Sunday, May 27, 2012

Gestalt Family Therapy and Person-Centered Family Therapy: Compare and Contrast by Nina Bingham

Abstract: This article will explore two psychotherapies as applied to family therapy: Family-Centered Therapy (known as Person-Centered Therapy, or Rogerian Therapy), and Gestalt Family Therapy. It will describe the philosophy and goals of the therapies, typical interventions, role of the therapist, and beliefs about family outcomes and change. It will compare and contrast the two psychotherapeutic models, and suggest how I blend these two therapies so they are complimentary.

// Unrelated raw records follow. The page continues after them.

#[cfg(feature = "serial")]
impl<P: OutputPin> SensorSession<Box<dyn serialport::SerialPort>, P> {
    /// Opens `port_name` with the sensor's line settings and starts a session on it.
    pub fn open(port_name: &str, reset: P, config: SessionConfig) -> Result<Self> {
        let port = crate::config::open_serial(port_name)?;
        Self::new(port, reset, config)
    }
}

/// Reports a failed exchange the way the "try" operations do.
///
/// Corruption, desync, timeouts and I/O failures become [`ResponseCode::Timeout`]; gating,
/// argument and lock errors still propagate.
fn absorb(code: CommandCode, error: Error) -> Result<ResponseCode> {
    match error {
        Error::SensorAsleep | Error::InvalidArgument(_) | Error::Pin | Error::Poisoned => {
            Err(error)
        }
        Error::Rejected(response) => Ok(response),
        other if other.is_protocol() => {
            warn!("{:?} got a garbled reply: {}", code, other);
            Ok(other.response_code())
        }
        other => {
            warn!("{:?} failed: {}", code, other);
            Ok(other.response_code())
        }
    }
}

fn strip_header(mut payload: Vec<u8>) -> Result<Vec<u8>> {
    if payload.len() < FEATURE_HEADER_LEN {
        return Err(Error::framing("feature payload shorter than its header"));
    }
    payload.drain(..FEATURE_HEADER_LEN);
    Ok(payload)
}
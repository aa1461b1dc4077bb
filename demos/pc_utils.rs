use std::convert::Infallible;

use embedded_hal::digital::v2::OutputPin;
use serialport::{available_ports, SerialPort};
use waveshare_fingerprint::{SensorSession, SessionConfig};

// We're cheating here and will use the host OS's serial port through a
// USB-UART adapter. There's no GPIO on a PC, so the reset line is a no-op
// and the sensor has to be powered by hand.

#[derive(Debug)]
pub struct NoResetPin;

impl OutputPin for NoResetPin {
    type Error = Infallible;

    fn set_low(&mut self) -> Result<(), Self::Error> {
        println!("(reset line would go low now)");
        Ok(())
    }

    fn set_high(&mut self) -> Result<(), Self::Error> {
        Ok(())
    }
}

pub type PcSensor = SensorSession<Box<dyn SerialPort>, NoResetPin>;

pub fn init_logging() {
    env_logger::Builder::from_default_env()
        .filter_level(log::LevelFilter::Info)
        .init();
}

pub fn print_ports() {
    match available_ports() {
        Ok(ports) => {
            for port in ports {
                println!("Available port: {} ({:#?})", port.port_name, port.port_type);
            }
        }
        Err(e) => println!("Error: {}", e),
    }
}

pub fn open_sensor(port_name: &str, config: SessionConfig) -> PcSensor {
    println!("Using port {}", port_name);
    match SensorSession::open(port_name, NoResetPin, config) {
        Ok(sensor) => sensor,
        Err(e) => panic!("Error: {}", e),
    }
}

#[allow(dead_code)]
// This allows us to share code between different PC-based examples.
// There's probably a better way to do it!
fn main() {}
use std::convert::TryFrom;

use crate::commands::CommandCode;
use crate::error::{Error, Result};
use crate::utils::{checksum, merge, FromPayload, DATA_FRAME_OVERHEAD, FRAME_LEN, SEPARATOR};

/// Result byte of a response frame (byte 4).
#[derive(Debug, Clone, Copy, PartialEq, Eq, Hash)]
#[repr(u8)]
pub enum ResponseCode {
    Success = 0x00,
    Fail = 0x01,
    /// The sensor already holds the maximum number of users (0xFFF).
    Full = 0x04,
    NoUser = 0x05,
    UserOccupied = 0x06,
    FingerOccupied = 0x07,
    /// Reported by the sensor when no finger was placed in time, and used locally for any
    /// exchange that did not complete.
    Timeout = 0x08,
}

impl ResponseCode {
    pub fn is_success(self) -> bool {
        self == Self::Success
    }
}

impl TryFrom<u8> for ResponseCode {
    type Error = u8;

    fn try_from(byte: u8) -> std::result::Result<Self, Self::Error> {
        let code = match byte {
            0x00 => Self::Success,
            0x01 => Self::Fail,
            0x04 => Self::Full,
            0x05 => Self::NoUser,
            0x06 => Self::UserOccupied,
            0x07 => Self::FingerOccupied,
            0x08 => Self::Timeout,
            other => return Err(other),
        };
        Ok(code)
    }
}

/// Permission level stored alongside each user. It has no meaning to the sensor itself.
#[derive(Debug, Clone, Copy, PartialEq, Eq, Hash)]
#[repr(u8)]
pub enum UserPermission {
    Level1 = 1,
    Level2 = 2,
    Level3 = 3,
}

impl UserPermission {
    pub fn as_byte(self) -> u8 {
        self as u8
    }
}

impl TryFrom<u8> for UserPermission {
    type Error = u8;

    fn try_from(byte: u8) -> std::result::Result<Self, Self::Error> {
        match byte {
            1 => Ok(Self::Level1),
            2 => Ok(Self::Level2),
            3 => Ok(Self::Level3),
            other => Err(other),
        }
    }
}

/// A validated response frame.
#[derive(Debug, Clone, Copy, PartialEq, Eq)]
pub struct ResponseFrame {
    pub command: CommandCode,
    /// Bytes 2, 3 and 4 of the frame. Their meaning depends on the command.
    pub data: [u8; 3],
}

impl ResponseFrame {
    /// Big-endian value of bytes 2 and 3: a count, a user ID or a payload length.
    pub fn value(&self) -> u16 {
        merge(self.data[0], self.data[1])
    }

    /// Raw byte 4, the status byte.
    pub fn status(&self) -> u8 {
        self.data[2]
    }

    /// Byte 4 read as a [`ResponseCode`]. Unknown values are reported as [`ResponseCode::Fail`].
    pub fn response_code(&self) -> ResponseCode {
        ResponseCode::try_from(self.status()).unwrap_or_else(|byte| {
            log::warn!(
                "{:?}: unknown response code {:#04x}",
                self.command,
                byte
            );
            ResponseCode::Fail
        })
    }

    /// Turns a non-success code into [`Error::Rejected`].
    pub fn into_success(self) -> Result<Self> {
        match self.response_code() {
            ResponseCode::Success => Ok(self),
            code => Err(Error::Rejected(code)),
        }
    }
}

/// Validates a raw response against the command that was sent.
///
/// A non-success [`ResponseCode`] is still a valid frame; only corruption and desync are
/// errors here.
pub fn parse_response(frame: &[u8; FRAME_LEN], expected: CommandCode) -> Result<ResponseFrame> {
    if frame[0] != SEPARATOR || frame[FRAME_LEN - 1] != SEPARATOR {
        return Err(Error::framing("missing frame separator"));
    }
    if frame[1] != expected.as_byte() {
        return Err(Error::framing("response echoes a different command"));
    }
    let expected_checksum = checksum(&frame[1..6]);
    if frame[6] != expected_checksum {
        return Err(Error::checksum(expected_checksum, frame[6]));
    }

    Ok(ResponseFrame {
        command: expected,
        data: [frame[2], frame[3], frame[4]],
    })
}

/// Validates a data frame carrying `length_hint` payload bytes and returns the payload.
///
/// Raw image transfers are sent without a meaningful checksum; pass `skip_checksum` for those.
pub fn parse_data_frame(bytes: &[u8], length_hint: usize, skip_checksum: bool) -> Result<Vec<u8>> {
    if bytes.len() != length_hint + DATA_FRAME_OVERHEAD {
        return Err(Error::framing("data frame has the wrong length"));
    }
    if bytes[0] != SEPARATOR || bytes[bytes.len() - 1] != SEPARATOR {
        return Err(Error::framing("missing data frame separator"));
    }

    let payload = &bytes[1..=length_hint];
    if !skip_checksum {
        let expected = checksum(payload);
        let actual = bytes[length_hint + 1];
        if expected != actual {
            return Err(Error::checksum(expected, actual));
        }
    }

    Ok(payload.to_vec())
}

/// Wraps `payload` into an outgoing data frame.
pub fn build_data_frame(payload: &[u8]) -> Vec<u8> {
    let mut frame = Vec::with_capacity(payload.len() + DATA_FRAME_OVERHEAD);
    frame.push(SEPARATOR);
    frame.extend_from_slice(payload);
    frame.push(checksum(payload));
    frame.push(SEPARATOR);
    frame
}

/// Outcome of a 1:N search.
///
/// On a match the sensor puts the user's permission where the response code normally goes.
#[derive(Debug, Clone, Copy, PartialEq, Eq)]
pub enum Comparison {
    NoMatch { reason: ResponseCode },
    Match {
        user_id: u16,
        permission: UserPermission,
    },
}

impl Comparison {
    pub fn from_response(frame: &ResponseFrame) -> Self {
        match UserPermission::try_from(frame.status()) {
            Ok(permission) => Self::Match {
                user_id: frame.value(),
                permission,
            },
            Err(_) => Self::NoMatch {
                reason: frame.response_code(),
            },
        }
    }

    pub fn is_match(&self) -> bool {
        matches!(self, Self::Match { .. })
    }
}

/// A stored user as listed by the users-info query.
#[derive(Debug, Clone, Copy, PartialEq, Eq)]
pub struct UserEntry {
    pub user_id: u16,
    pub permission: UserPermission,
}

impl FromPayload for UserEntry {
    fn from_payload(payload: &[u8]) -> Option<Self> {
        match payload {
            [high, low, permission] => Some(Self {
                user_id: merge(*high, *low),
                permission: UserPermission::try_from(*permission).ok()?,
            }),
            _ => None,
        }
    }
}

/// Decodes the users-info payload: a 2-byte count followed by 3 bytes per user.
pub fn parse_users(payload: &[u8]) -> Result<Vec<UserEntry>> {
    if payload.len() < 2 {
        return Err(Error::framing("users payload too short"));
    }
    let count = merge(payload[0], payload[1]) as usize;
    let entries = &payload[2..];
    if entries.len() < count * 3 {
        return Err(Error::framing("users payload shorter than its count"));
    }

    entries
        .chunks_exact(3)
        .take(count)
        .map(|chunk| {
            UserEntry::from_payload(chunk).ok_or_else(|| Error::framing("invalid user permission"))
        })
        .collect()
}
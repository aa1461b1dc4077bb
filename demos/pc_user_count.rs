use std::env;

use waveshare_fingerprint::{SessionConfig, SECONDARY_SERIAL_PORT};

mod pc_utils;
use pc_utils::{init_logging, open_sensor, print_ports};

fn main() {
    init_logging();
    let args: Vec<String> = env::args().collect();
    match args.len() {
        1 => {
            print_ports();
            println!("Usage: pc_user_count [port_name] (e.g. {})", SECONDARY_SERIAL_PORT);
        }
        2 => print_status(args[1].as_str()),
        _ => panic!("Usage: pc_user_count [port_name]"),
    };
}

fn print_status(port_name: &str) {
    let sensor = open_sensor(port_name, SessionConfig::default());

    println!("1. Querying user count");
    match sensor.query_user_count() {
        Ok(count) => println!("Users: {}", count),
        Err(e) => println!("Error: {}", e),
    };

    println!("2. Querying comparison level");
    match sensor.comparison_threshold() {
        Ok(level) => println!("Comparison level: {}", level),
        Err(e) => println!("Error: {}", e),
    };

    println!("3. Listing users");
    match sensor.query_users() {
        Ok(users) => {
            for user in users {
                println!("  #{:<5} {:?}", user.user_id, user.permission);
            }
        }
        Err(e) => println!("Error: {}", e),
    };
}
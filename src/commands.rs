use std::convert::TryFrom;

use crate::responses::UserPermission;
use crate::utils::{checksum, split, split3, ToPayload, FRAME_LEN, SEPARATOR};
//# Codes and packet layout follow the Waveshare UART Fingerprint Sensor (C) user manual.

/// Command codes recognized by the sensor.
#[derive(Debug, Clone, Copy, PartialEq, Eq, Hash)]
#[repr(u8)]
pub enum CommandCode {
    AddFingerprint1 = 0x01,
    AddFingerprint2 = 0x02,
    AddFingerprint3 = 0x03,
    DeleteUser = 0x04,
    DeleteAllUsers = 0x05,
    AddAndAcquireFingerprint = 0x06,
    ModifySerialNumber = 0x08,
    QueryUserCount = 0x09,
    QueryPermission = 0x0A,
    Comparison11 = 0x0B,
    Comparison1N = 0x0C,
    AcquireEigenvalues = 0x23,
    AcquireImage = 0x24,
    ManageComparisonLevel = 0x28,
    QuerySerialNumber = 0x2A,
    QueryUsersInfo = 0x2B,
    SleepMode = 0x2C,
    ManageFingerprintAddingMode = 0x2D,
    ManageCaptureTimeout = 0x2E,
    AcquireEigenvaluesDsp = 0x31,
    CreateUserFromEigenvalues = 0x41,
    UploadEigenvaluesAndCompare11 = 0x42,
    UploadEigenvaluesAndCompare1N = 0x43,
    UploadEigenvaluesAndCompare = 0x44,
}

impl CommandCode {
    pub fn as_byte(self) -> u8 {
        self as u8
    }

    /// Commands that wait for a finger on the sensor before answering.
    pub fn waits_for_finger(self) -> bool {
        matches!(
            self,
            Self::AddFingerprint1
                | Self::AddFingerprint2
                | Self::AddFingerprint3
                | Self::AddAndAcquireFingerprint
                | Self::Comparison11
                | Self::Comparison1N
                | Self::AcquireEigenvalues
                | Self::AcquireImage
                | Self::UploadEigenvaluesAndCompare
                | Self::UploadEigenvaluesAndCompare11
                | Self::UploadEigenvaluesAndCompare1N
        )
    }
}

impl TryFrom<u8> for CommandCode {
    type Error = u8;

    fn try_from(byte: u8) -> Result<Self, Self::Error> {
        let code = match byte {
            0x01 => Self::AddFingerprint1,
            0x02 => Self::AddFingerprint2,
            0x03 => Self::AddFingerprint3,
            0x04 => Self::DeleteUser,
            0x05 => Self::DeleteAllUsers,
            0x06 => Self::AddAndAcquireFingerprint,
            0x08 => Self::ModifySerialNumber,
            0x09 => Self::QueryUserCount,
            0x0A => Self::QueryPermission,
            0x0B => Self::Comparison11,
            0x0C => Self::Comparison1N,
            0x23 => Self::AcquireEigenvalues,
            0x24 => Self::AcquireImage,
            0x28 => Self::ManageComparisonLevel,
            0x2A => Self::QuerySerialNumber,
            0x2B => Self::QueryUsersInfo,
            0x2C => Self::SleepMode,
            0x2D => Self::ManageFingerprintAddingMode,
            0x2E => Self::ManageCaptureTimeout,
            0x31 => Self::AcquireEigenvaluesDsp,
            0x41 => Self::CreateUserFromEigenvalues,
            0x42 => Self::UploadEigenvaluesAndCompare11,
            0x43 => Self::UploadEigenvaluesAndCompare1N,
            0x44 => Self::UploadEigenvaluesAndCompare,
            other => return Err(other),
        };
        Ok(code)
    }
}

/// Whether a "manage" command reads or writes the setting it addresses.
#[derive(Debug, Clone, Copy, PartialEq, Eq)]
pub enum Access {
    Set,
    Query,
}

impl Access {
    fn selector(self) -> u8 {
        match self {
            Self::Set => 0,
            Self::Query => 1,
        }
    }
}

/// Whether the sensor accepts the same finger under two user IDs.
#[derive(Debug, Clone, Copy, PartialEq, Eq)]
pub enum AddingMode {
    AllowRepeat = 0,
    ProhibitRepeat = 1,
}

/// Commands one can send to the sensor, with their parameters.
#[derive(Debug, Clone, PartialEq, Eq)]
pub enum Command {
    /// One of the three enrollment captures; `step` is 1, 2 or 3.
    ///
    /// **Note:** any step outside 1..=3 is sent as step 3.
    AddFingerprint {
        step: u8,
        user_id: u16,
        permission: UserPermission,
    },

    /// Final enrollment capture that also returns the computed feature vector.
    AddAndAcquireFingerprint {
        user_id: u16,
        permission: UserPermission,
    },

    DeleteUser { user_id: u16 },

    /// Deletes every user, or only the users holding `permission`.
    DeleteAllUsers { permission: Option<UserPermission> },

    QueryUserCount,

    QueryPermission { user_id: u16 },

    /// Checks the finger on the sensor against one stored user.
    CompareOneToOne { user_id: u16 },

    /// Searches all stored users for the finger on the sensor.
    CompareOneToMany,

    AcquireEigenvalues,

    AcquireImage,

    /// Matching strictness, 0 (loosest) to 9 (strictest).
    ComparisonLevel { access: Access, level: u8 },

    QuerySerialNumber,

    /// Only the low 24 bits are sent.
    ModifySerialNumber { serial: u32 },

    QueryUsersInfo,

    AddingMode { access: Access, mode: AddingMode },

    /// Finger capture timeout, in the sensor's own units.
    CaptureTimeout { access: Access, value: u8 },

    /// Announces an upload of `len` payload bytes. Upload commands carry the data frame
    /// length instead of parameters.
    Upload { code: CommandCode, len: u16 },
}

impl Command {
    pub fn code(&self) -> CommandCode {
        match self {
            Self::AddFingerprint { step: 1, .. } => CommandCode::AddFingerprint1,
            Self::AddFingerprint { step: 2, .. } => CommandCode::AddFingerprint2,
            Self::AddFingerprint { .. } => CommandCode::AddFingerprint3,
            Self::AddAndAcquireFingerprint { .. } => CommandCode::AddAndAcquireFingerprint,
            Self::DeleteUser { .. } => CommandCode::DeleteUser,
            Self::DeleteAllUsers { .. } => CommandCode::DeleteAllUsers,
            Self::QueryUserCount => CommandCode::QueryUserCount,
            Self::QueryPermission { .. } => CommandCode::QueryPermission,
            Self::CompareOneToOne { .. } => CommandCode::Comparison11,
            Self::CompareOneToMany => CommandCode::Comparison1N,
            Self::AcquireEigenvalues => CommandCode::AcquireEigenvalues,
            Self::AcquireImage => CommandCode::AcquireImage,
            Self::ComparisonLevel { .. } => CommandCode::ManageComparisonLevel,
            Self::QuerySerialNumber => CommandCode::QuerySerialNumber,
            Self::ModifySerialNumber { .. } => CommandCode::ModifySerialNumber,
            Self::QueryUsersInfo => CommandCode::QueryUsersInfo,
            Self::AddingMode { .. } => CommandCode::ManageFingerprintAddingMode,
            Self::CaptureTimeout { .. } => CommandCode::ManageCaptureTimeout,
            Self::Upload { code, .. } => *code,
        }
    }

    /// The complete 8-byte frame for this command.
    pub fn to_frame(&self) -> [u8; FRAME_LEN] {
        let [p1, p2, p3] = self.to_payload();
        build_command(self.code(), p1, p2, p3)
    }
}

impl ToPayload for Command {
    fn to_payload(&self) -> [u8; 3] {
        match self {
            // 0xF5 | 0x01..0x03 | id hi | id lo | permission | 0 | chk | 0xF5
            Self::AddFingerprint {
                user_id,
                permission,
                ..
            }
            | Self::AddAndAcquireFingerprint {
                user_id,
                permission,
            } => {
                let (high, low) = split(*user_id);
                [high, low, permission.as_byte()]
            }

            Self::DeleteUser { user_id }
            | Self::QueryPermission { user_id }
            | Self::CompareOneToOne { user_id } => {
                let (high, low) = split(*user_id);
                [high, low, 0]
            }

            // Third byte 0 clears everything, 1..=3 only that permission level.
            Self::DeleteAllUsers { permission } => {
                [0, 0, permission.map(UserPermission::as_byte).unwrap_or(0)]
            }

            // 0xF5 | 0x28 | 0 | level | 0 = set, 1 = query | 0 | chk | 0xF5
            Self::ComparisonLevel { access, level } => [0, *level, access.selector()],

            Self::AddingMode { access, mode } => [0, *mode as u8, access.selector()],

            Self::CaptureTimeout { access, value } => [0, *value, access.selector()],

            Self::ModifySerialNumber { serial } => {
                let (first, second, third) = split3(*serial);
                [first, second, third]
            }

            // 0xF5 | code | len hi | len lo | 0 | 0 | chk | 0xF5
            Self::Upload { len, .. } => {
                let (high, low) = split(*len);
                [high, low, 0]
            }

            Self::QueryUserCount
            | Self::CompareOneToMany
            | Self::AcquireEigenvalues
            | Self::AcquireImage
            | Self::QuerySerialNumber
            | Self::QueryUsersInfo => [0, 0, 0],
        }
    }
}

/// Builds a command frame: `[0xF5, code, b0, b1, b2, 0, checksum, 0xF5]`.
pub fn build_command(code: CommandCode, b0: u8, b1: u8, b2: u8) -> [u8; FRAME_LEN] {
    let mut frame = [SEPARATOR, code.as_byte(), b0, b1, b2, 0, 0, SEPARATOR];
    frame[6] = checksum(&frame[1..6]);
    frame
}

    While a family is a system comprised of individuals, it is the survival of the family unit which may be threatened when a family presents in therapy. Psycho-therapeutics has, in the past, attempted to emphasize the sum (family unit) over its parts (family members). I propose that perceiving the family as a gestalt unto itself is a “collectivist perspective,” while emphasizing the individuals within the group is a decidedly westernized, individualistic perspective. It seems to me that Family-Centered Therapy (Rogerian Therapy, 1951) is more of a collectivist-oriented modality, wherein the family unit’s good will be weighed, along with the individual member’s needs. Conversely, Gestalt Family Therapy seems to be of the individualistic persuasion. The logic seems to be that if the individual is happy, as a result, the group will be happier. I happen to agree with Gestalt Therapy’s emphasis on drawing out the individual’s needs within the family context. Bott (2001) reminds us that, “Families are made up of people. To use the metaphor of saying a family is LIKE a system as a way of conveying the rich interconnectedness of family members is quite different from the dehumanizing process of treating it AS a system.” Before exploring Gestalt Family Therapy further, let’s assess Family-Centered Therapy in more depth.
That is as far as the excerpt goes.